**Your task:**
Every line below that holds the string "level" must be copied.

**Material for the task:**
====================

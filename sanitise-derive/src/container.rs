//! `#[sanitise(...)]` on the deriving type itself.
//!
//! The only type-level option is `hook`. Field attributes are read in
//! `strategy.rs`.

use syn::{spanned::Spanned, Attribute, Meta, Result};

#[derive(Clone, Debug, Default)]
pub(crate) struct ContainerOptions {
    /// Route the sanitised copy through the type's `SelfSanitise` impl.
    pub(crate) hook: bool,
}

pub(crate) fn parse_container_options(attrs: &[Attribute]) -> Result<ContainerOptions> {
    let mut options = ContainerOptions::default();

    for attr in attrs.iter().filter(|attr| attr.path().is_ident("sanitise")) {
        let Meta::List(list) = &attr.meta else {
            return Err(syn::Error::new(
                attr.meta.span(),
                "a type takes `#[sanitise(hook)]`; contexts belong on fields",
            ));
        };

        list.parse_nested_meta(|meta| {
            if !meta.path.is_ident("hook") {
                return Err(meta.error("the only type-level option is `hook`"));
            }
            if options.hook {
                return Err(meta.error("`hook` is set more than once"));
            }
            options.hook = true;
            Ok(())
        })?;
    }

    Ok(options)
}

====================

**Response to this task:**
//! The only type-level option is `hook`. Field attributes are read in
                return Err(meta.error("the only type-level option is `hook`"));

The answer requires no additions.